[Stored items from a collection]
--------------------------------

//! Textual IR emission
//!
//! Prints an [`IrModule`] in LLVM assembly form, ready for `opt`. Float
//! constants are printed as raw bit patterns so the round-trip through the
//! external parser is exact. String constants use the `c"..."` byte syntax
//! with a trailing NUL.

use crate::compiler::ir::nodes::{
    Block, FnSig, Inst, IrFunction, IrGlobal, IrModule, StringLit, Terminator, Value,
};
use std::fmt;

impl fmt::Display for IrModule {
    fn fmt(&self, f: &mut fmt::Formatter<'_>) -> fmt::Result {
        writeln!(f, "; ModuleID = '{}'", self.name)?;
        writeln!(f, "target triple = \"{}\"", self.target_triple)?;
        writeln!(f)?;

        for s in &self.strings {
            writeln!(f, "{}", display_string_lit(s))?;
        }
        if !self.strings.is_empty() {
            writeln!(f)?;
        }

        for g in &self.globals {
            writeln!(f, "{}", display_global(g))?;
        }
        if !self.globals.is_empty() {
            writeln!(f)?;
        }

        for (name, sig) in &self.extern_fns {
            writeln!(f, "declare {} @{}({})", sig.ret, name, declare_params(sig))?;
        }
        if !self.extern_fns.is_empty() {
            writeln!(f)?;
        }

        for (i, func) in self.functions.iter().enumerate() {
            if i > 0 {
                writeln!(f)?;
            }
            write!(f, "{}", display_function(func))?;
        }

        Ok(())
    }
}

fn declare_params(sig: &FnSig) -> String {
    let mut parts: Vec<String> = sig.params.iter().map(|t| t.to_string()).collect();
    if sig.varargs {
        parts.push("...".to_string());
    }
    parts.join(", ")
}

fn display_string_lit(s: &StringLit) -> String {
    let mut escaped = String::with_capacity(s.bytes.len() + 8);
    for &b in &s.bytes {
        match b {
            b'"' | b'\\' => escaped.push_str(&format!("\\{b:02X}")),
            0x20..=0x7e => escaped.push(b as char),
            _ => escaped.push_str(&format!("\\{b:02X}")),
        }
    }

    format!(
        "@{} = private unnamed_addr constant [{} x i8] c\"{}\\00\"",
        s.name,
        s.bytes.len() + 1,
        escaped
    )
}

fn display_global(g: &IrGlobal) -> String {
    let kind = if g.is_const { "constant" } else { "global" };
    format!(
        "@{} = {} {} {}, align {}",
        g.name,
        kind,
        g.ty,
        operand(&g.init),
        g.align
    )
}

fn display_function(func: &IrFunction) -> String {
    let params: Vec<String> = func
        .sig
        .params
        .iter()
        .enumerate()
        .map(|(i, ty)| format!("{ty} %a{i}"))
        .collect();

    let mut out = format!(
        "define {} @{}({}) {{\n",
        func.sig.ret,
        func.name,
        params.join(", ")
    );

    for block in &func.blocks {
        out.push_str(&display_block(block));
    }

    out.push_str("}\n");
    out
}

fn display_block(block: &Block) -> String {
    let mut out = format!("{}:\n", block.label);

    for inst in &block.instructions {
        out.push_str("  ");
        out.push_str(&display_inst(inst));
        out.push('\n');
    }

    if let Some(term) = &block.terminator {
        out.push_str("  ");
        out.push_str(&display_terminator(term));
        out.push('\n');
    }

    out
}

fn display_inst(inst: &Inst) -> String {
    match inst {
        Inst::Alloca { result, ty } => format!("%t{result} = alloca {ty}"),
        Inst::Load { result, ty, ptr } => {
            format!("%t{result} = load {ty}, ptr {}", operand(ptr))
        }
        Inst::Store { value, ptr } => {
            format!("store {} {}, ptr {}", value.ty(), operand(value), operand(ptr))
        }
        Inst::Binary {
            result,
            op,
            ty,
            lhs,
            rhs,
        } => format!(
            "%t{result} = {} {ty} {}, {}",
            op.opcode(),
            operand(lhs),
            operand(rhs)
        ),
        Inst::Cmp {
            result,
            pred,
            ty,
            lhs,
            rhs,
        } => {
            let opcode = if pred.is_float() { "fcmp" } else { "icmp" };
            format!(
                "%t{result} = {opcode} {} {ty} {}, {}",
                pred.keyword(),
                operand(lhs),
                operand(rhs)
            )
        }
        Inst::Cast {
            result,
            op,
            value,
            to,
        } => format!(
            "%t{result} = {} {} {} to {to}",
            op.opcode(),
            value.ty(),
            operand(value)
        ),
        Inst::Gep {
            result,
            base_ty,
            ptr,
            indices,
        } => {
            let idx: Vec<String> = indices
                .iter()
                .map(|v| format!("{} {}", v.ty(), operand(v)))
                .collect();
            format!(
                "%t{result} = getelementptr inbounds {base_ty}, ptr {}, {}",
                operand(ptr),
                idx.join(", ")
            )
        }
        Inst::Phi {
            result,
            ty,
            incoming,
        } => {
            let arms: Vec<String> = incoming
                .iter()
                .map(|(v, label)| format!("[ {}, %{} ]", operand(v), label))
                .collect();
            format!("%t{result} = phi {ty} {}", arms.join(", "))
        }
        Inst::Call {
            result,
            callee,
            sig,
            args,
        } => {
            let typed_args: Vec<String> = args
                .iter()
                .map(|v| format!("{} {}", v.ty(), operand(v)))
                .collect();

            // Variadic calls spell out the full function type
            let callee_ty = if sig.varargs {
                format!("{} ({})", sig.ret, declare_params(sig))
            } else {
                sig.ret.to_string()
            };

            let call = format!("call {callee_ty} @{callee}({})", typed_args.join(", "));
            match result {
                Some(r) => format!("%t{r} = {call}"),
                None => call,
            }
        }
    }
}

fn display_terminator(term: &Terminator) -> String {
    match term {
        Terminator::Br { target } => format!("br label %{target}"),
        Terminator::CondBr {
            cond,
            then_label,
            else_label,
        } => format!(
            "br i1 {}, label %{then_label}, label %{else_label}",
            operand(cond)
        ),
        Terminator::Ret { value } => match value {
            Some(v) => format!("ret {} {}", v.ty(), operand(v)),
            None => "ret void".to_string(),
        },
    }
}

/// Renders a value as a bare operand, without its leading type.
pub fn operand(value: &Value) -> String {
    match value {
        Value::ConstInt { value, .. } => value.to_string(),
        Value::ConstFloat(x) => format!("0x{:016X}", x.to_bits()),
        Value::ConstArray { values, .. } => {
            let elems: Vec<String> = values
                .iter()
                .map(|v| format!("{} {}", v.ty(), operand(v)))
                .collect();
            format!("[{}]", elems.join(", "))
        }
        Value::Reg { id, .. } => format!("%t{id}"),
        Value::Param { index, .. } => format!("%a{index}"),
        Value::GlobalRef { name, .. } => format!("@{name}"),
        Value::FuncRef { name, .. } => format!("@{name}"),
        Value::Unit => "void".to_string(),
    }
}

--------------------------------

Only lines that include "incoming" belong in the answer; return them from the entries above.

RESULT FOR THIS TASK
            incoming,
            let arms: Vec<String> = incoming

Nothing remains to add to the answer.